On Fri, 4 Jul 2003, Frank Thomas Braun wrote:
IEEE defines only two real formats with 32 and 64 bits. These are implemented in the backend. There is absolutely no need to implement further IEEE- analogue formats with different bitnumbers.
It would be dangerous to give programmers the possibility to change the number of bits in the exponent and mantissa (even if everything is correctly implemented!).
With all due respect, please let me quote an article on floating-point:
"Computer owner derive scant benefit from advantageous harware features they have paid for since these are practically inaccessible through commercially dominant compilers and computer languages."
"The improved capabilities are features of IEEE Standard 754 for Binary Floating-Point Arithmetic mistakenly deemed arcane, as if intended for only a few specialists"
(John von Neumann Lecture on Baleful Effect of Computer Languages and Benchmarks upon Applied Mathematics, Physics and Chemistry, presented by Prof.
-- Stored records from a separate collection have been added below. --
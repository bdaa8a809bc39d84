//! User directory and blocking.

use parley_shared::types::UserId;
use parley_shared::views::{BlockedUser, UserSummary};
use tracing::{debug, info};

use crate::engine::{require_user, Engine};
use crate::error::{EngineError, Result};

impl Engine {
    /// Create or refresh the actor's directory entry.
    pub async fn upsert_profile(
        &self,
        actor: UserId,
        name: &str,
        avatar: Option<&str>,
    ) -> Result<UserSummary> {
        let name = name.trim();
        if name.is_empty() {
            return Err(EngineError::validation("display name must not be empty"));
        }

        let now = self.now();
        let user = self.atomically(|db| Ok(db.upsert_user(actor, name, avatar, now)?))?;
        info!(user = %actor, "profile updated");
        Ok(user.summary())
    }

    /// Record that `actor` just did something. Unknown actors are ignored.
    pub async fn touch_user(&self, actor: UserId) -> Result<bool> {
        let now = self.now();
        self.atomically(|db| Ok(db.touch_user(actor, now)?))
    }

    pub async fn get_user(&self, id: UserId) -> Result<UserSummary> {
        self.read(|db| {
            require_user(db, id)?;
            Ok(db.user_summary(id)?)
        })
    }

    /// Returns `false` when `user` was already blocked.
    pub async fn block(&self, actor: UserId, user: UserId) -> Result<bool> {
        if actor == user {
            return Err(EngineError::validation("cannot block yourself"));
        }

        let now = self.now();
        let blocked = self.atomically(|db| {
            require_user(db, user)?;
            Ok(db.block_user(actor, user, now)?)
        })?;

        if blocked {
            info!(actor = %actor, blocked = %user, "user blocked");
        } else {
            debug!(actor = %actor, blocked = %user, "already blocked");
        }
        Ok(blocked)
    }

    /// Returns `false` when `user` was not blocked.
    pub async fn unblock(&self, actor: UserId, user: UserId) -> Result<bool> {
        let removed = self.atomically(|db| Ok(db.unblock_user(actor, user)?))?;
        if removed {
            info!(actor = %actor, unblocked = %user, "user unblocked");
        }
        Ok(removed)
    }

    pub async fn list_blocked(&self, actor: UserId) -> Result<Vec<BlockedUser>> {
        self.read(|db| {
            db.blocks_by(actor)?
                .into_iter()
                .map(|block| -> Result<BlockedUser> {
                    Ok(BlockedUser {
                        user: db.user_summary(block.blocked_id)?,
                        blocked_at: block.created_at,
                    })
                })
                .collect()
        })
    }
}
// SPDX-License-Identifier: MIT
// Copyright (c) 2026 Alfred Jean LLC

//! Template tokenizer.
//!
//! A four-state lexer splits a template into literal runs, separators, and
//! placeholders:
//!
//! - `Data`: accumulate literal text, split on separators
//! - `VariableOpen`: inside `{...`, waiting for `?` or `}`
//! - `VariableOptionalCheck`: saw `?`, only `}` keeps it a placeholder
//! - `Eof`: flush the pending literal, or fail on an open placeholder

use crate::error::{PatternError, Result};
use crate::options::Options;

/// A lexical unit of a template.
#[derive(Debug, Clone, PartialEq, Eq, Hash)]
pub enum Token {
    /// Literal text between separators and placeholders.
    Literal(String),
    /// The configured separator character.
    Separator,
    /// A named placeholder, `{name}` or `{name?}`.
    Variable { name: String, optional: bool },
}

impl Token {
    pub fn is_separator(&self) -> bool {
        matches!(self, Self::Separator)
    }

    /// Placeholder name, if this is a variable.
    pub fn variable_name(&self) -> Option<&str> {
        match self {
            Self::Variable { name, .. } => Some(name),
            _ => None,
        }
    }
}

#[derive(Debug, Clone, Copy, PartialEq, Eq)]
enum State {
    Data,
    VariableOpen,
    VariableOptionalCheck,
    Eof,
}

/// Split `pattern` into tokens using the markers from `options`.
pub fn tokenize(pattern: &str, options: &Options) -> Result<Vec<Token>> {
    let chars: Vec<(usize, char)> = pattern.char_indices().collect();
    let mut tokens = Vec::new();
    let mut state = State::Data;
    // Byte offset where the pending literal run (or open placeholder) starts.
    let mut mark = 0;
    let mut i = 0;

    loop {
        let current = chars.get(i).copied();

        match (state, current) {
            (State::Eof, _) => {
                flush_literal(&mut tokens, &pattern[mark..]);
                break;
            }
            (State::Data, None) => state = State::Eof,
            (State::Data, Some((pos, c))) => {
                if c == options.separator {
                    flush_literal(&mut tokens, &pattern[mark..pos]);
                    tokens.push(Token::Separator);
                    mark = pos + c.len_utf8();
                } else if c == options.start_marker {
                    flush_literal(&mut tokens, &pattern[mark..pos]);
                    mark = pos;
                    state = State::VariableOpen;
                }
                i += 1;
            }
            (State::VariableOpen | State::VariableOptionalCheck, None) => {
                return Err(PatternError::Unterminated { position: mark });
            }
            (State::VariableOpen, Some((pos, c))) => {
                if c == options.optional_marker {
                    state = State::VariableOptionalCheck;
                } else if c == options.end_marker {
                    let start = mark + options.start_marker.len_utf8();
                    tokens.push(variable(&pattern[start..pos], mark, false)?);
                    mark = pos + c.len_utf8();
                    state = State::Data;
                }
                i += 1;
            }
            (State::VariableOptionalCheck, Some((pos, c))) => {
                if c == options.end_marker {
                    let start = mark + options.start_marker.len_utf8();
                    let end = pos - options.optional_marker.len_utf8();
                    tokens.push(variable(&pattern[start..end], mark, true)?);
                    mark = pos + c.len_utf8();
                    i += 1;
                }
                // Anything else: the placeholder was literal text all along.
                // Re-scan this character as data without advancing.
                state = State::Data;
            }
        }
    }

    Ok(tokens)
}

fn flush_literal(tokens: &mut Vec<Token>, text: &str) {
    if text.is_empty() {
        return;
    }
    // A swallowed placeholder leaves two runs back to back; keep them as one.
    if let Some(Token::Literal(prev)) = tokens.last_mut() {
        prev.push_str(text);
    } else {
        tokens.push(Token::Literal(text.to_string()));
    }
}

fn variable(name: &str, position: usize, optional: bool) -> Result<Token> {
    if !is_valid_name(name) {
        return Err(PatternError::InvalidName { name: name.to_string(), position });
    }
    Ok(Token::Variable { name: name.to_string(), optional })
}

/// Placeholder names follow `[A-Za-z][A-Za-z0-9_]*`.
pub fn is_valid_name(name: &str) -> bool {
    let mut chars = name.chars();
    match chars.next() {
        Some(first) if first.is_ascii_alphabetic() => {
            chars.all(|c| c.is_ascii_alphanumeric() || c == '_')
        }
        _ => false,
    }
}

/// Distinct variable names in first-occurrence order.
pub fn variable_names(tokens: &[Token]) -> Vec<String> {
    let mut names: Vec<String> = Vec::new();
    for name in tokens.iter().filter_map(Token::variable_name) {
        if !names.iter().any(|n| n == name) {
            names.push(name.to_string());
        }
    }
    names
}

#[cfg(test)]
#[path = "token_tests.rs"]
mod tests;
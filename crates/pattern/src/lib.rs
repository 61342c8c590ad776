// SPDX-License-Identifier: MIT
// Copyright (c) 2026 Alfred Jean LLC

//! Placeholder path templates compiled to regular expressions.
//!
//! A template such as `{user}/{tab?}` becomes an anchored regex with one named
//! group per placeholder. The regex can then test candidates and extract the
//! bound values:
//!
//! ```
//! use placeholder_pattern::{Builder, Overrides};
//!
//! let builder = Builder::default();
//! let source = builder.compile("{user}/{tab?}", &Overrides::new())?;
//! let values = builder.extract_values(&source, "alice")?;
//! assert_eq!(values.get("user"), Some("alice"));
//! assert!(!values.contains_key("tab"));
//! # Ok::<(), placeholder_pattern::PatternError>(())
//! ```

pub mod builder;
pub mod cache;
pub mod compiler;
pub mod error;
pub mod matcher;
pub mod options;
pub mod token;

pub use builder::{Builder, CompiledPattern};
pub use compiler::{Overrides, Shape};
pub use error::{PatternError, Result};
pub use matcher::Values;
pub use options::{CaptureOrientation, Options};
pub use token::Token;
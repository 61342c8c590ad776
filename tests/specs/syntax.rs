//! Behavioral specs for template syntax errors.

#![allow(clippy::unwrap_used, clippy::expect_used, clippy::panic)]

use crate::prelude::*;

fn compile(pattern: &str) -> Result<String, PatternError> {
    Builder::default().compile(pattern, &Overrides::new())
}

/// > Names must start with a letter and contain only letters, digits, `_`.
#[test]
fn rejects_invalid_names() {
    for bad in ["{1abc}", "{a-b}", "{}", "{?}", "x/{a.b}"] {
        match compile(bad) {
            Err(PatternError::InvalidName { .. }) => {}
            other => panic!("{bad:?} should be an invalid name, got {other:?}"),
        }
    }
}

#[test]
fn accepts_underscore_and_digits() {
    assert!(compile("{a_1}").is_ok());
    assert!(compile("{A9}/{b_?}").is_ok());
}

/// > An open placeholder at end of input is a syntax error.
#[test]
fn rejects_unterminated() {
    let err = compile("a/{b").unwrap_err();
    assert!(matches!(err, PatternError::Unterminated { position: 2 }));
    assert!(err.to_string().contains("offset 2"));
}

/// > A `?` not directly before `}` is ordinary text.
#[test]
fn stray_optional_marker_is_literal() {
    let builder = Builder::default();
    let source = builder.compile("{a?b}", &Overrides::new()).unwrap();
    assert!(builder.is_match(&source, "{a?b}").unwrap());
    assert!(builder.names_of("{a?b}").unwrap().is_empty());
}

/// > A failed compile leaves no cache entry behind.
#[test]
fn errors_are_not_cached() {
    let builder = Builder::default();
    assert!(builder.compile("{1}", &Overrides::new()).is_err());
    assert!(builder.compile("{1}", &Overrides::new()).is_err());
    assert!(builder.tokens("{1}").is_err());
}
W. Kahan, 45th Annual Meeting of SIAM, July 1997, URL: http://cch.loria.fr/documentation/IEEE754/wkahan/SIAMjvnl.ps
Would you immediately see, that real numbers with 8 bits in the exponent and more than 256 bits in the mantissa would loose precision for example when calculating a cos?
Of course, if we do not recompile math library in given precision, or have such an implementation that could suffer variable precisions.
The mathematical challenges of an IEEE-like number with i.e. 15-bit-exponents and 93-bit-mantissae are immense especially when considering the problems of nonnormalized numbers AND the result is absolutly not worth the labours put into! The problem of correctly calculating elementary functions (sin..) has to be solved too!
Of course.
What people really need is an arithmetic with more precision and that already exists in several versions including freeware (see gmp)
Certainly. Yet please note how for example a version of M$ CC started to map long double calculations into simple 64-bit double, throwing 16 bits of precision customers have paid for not into recycle bin, but into /dev/null ...
IMVHO we should not limit programmer by language this much, we should offer both variants (extended precision and saving of memory for special purposes)
New epsilon for given p precision bits and ß = 2 is easily detemined (http://cch.loria.fr/documentation/IEEE754/ACM/goldberg.pdf), while about sin(), cos(9 etc. it isn't quite certain how things go on about it even with standard C libm math, we're depending on provider ...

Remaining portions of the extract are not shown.